Markets are also expecting for American Apparel performance, as the American retailer is scheduled to announce earnings before the market opens on Thursday, October 21st. Looking at the analyst consensus, it appears most traders believe American Apparel is going to announce a loss of 11 cents per share. This loss has already been priced into the value of the stock so it is not presumed to be a great deal of price’s change. In the meantime, the last dance of the chic basics label has reported the company a decrease of 0.85%.

Sales of high-end apparel, accessories, watches and jewelry and other products may rise to as much as 170 billion euros ($236 billion) from 153 billion euros in 2009, helped by currency moves including the appreciation of the dollar, the consulting company Bain&Co. said in a recent study. Sales of leather goods will lead the increase, gaining 20 percent, according to their analysis. On other order of matters, sales of high end goods may climb this year to the highest level since 2007, led by demand in China and a rebound in the U.S., added the analysts.

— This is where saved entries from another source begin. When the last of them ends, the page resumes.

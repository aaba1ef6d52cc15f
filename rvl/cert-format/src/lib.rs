/*!
    RVL (Wii) signing certificate format and the built-in trust chains.

    Titles distributed for the platform carry signed metadata (tickets and
    TMDs) whose signatures chain up to a fixed set of signing certificates:
    one root, a retail hierarchy, and a parallel debug hierarchy. This crate
    models the fixed-size big-endian certificate record, holds the complete
    certificate set as immutable process-wide data, and resolves issuer
    chain names to their certificates.
*/

mod data;
mod error;

pub mod cert;
pub mod chain;
pub mod keys;
pub mod store;

pub use self::error::CertError;
use thiserror::Error;

#[derive(Debug, Error)]
pub enum CertError {
    #[error("issuer name is required")]
    MissingIssuerName,

    #[error("unknown issuer: {0}")]
    UnknownIssuer(String),

    #[error("no certificate for issuer index {0}")]
    NoSuchCertificate(u32),

    #[error("invalid enum value {value:#x} for {kind}")]
    InvalidEnumValue { kind: &'static str, value: u32 },

    #[error("unexpected end of data: need {needed} bytes, have {have}")]
    UnexpectedEof { needed: usize, have: usize },
}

It was precisely on Wednesday when the European parliament welcomed a key trade deal between the EU and Asia that is expected to open up the potentially-lucrative Chinese market to European companies. It comes after the Taiwan Textile Federation (TTF) and the European Apparel and Textile Federation (Euratex) signed a memorandum of understanding in Taipei, the Taiwanese capital.   Closer cross-border collaboration between Taiwan and the EU is expected to assist textile firms from Europe to make inroads into the vast mainland Chinese market. Stocks exchanges did not reported any reaction to this new deal yet, but they are to be expected, quoting various European Union officials.          

Finally and back to Europe, after a General Extraordinary Meeting in Stockholm aimed to introduce an incentive programme which will cover all employees of the H&M Group based on the same principles, the high street champion managed to increase its previous day’s performance but kept losing 1.8 points.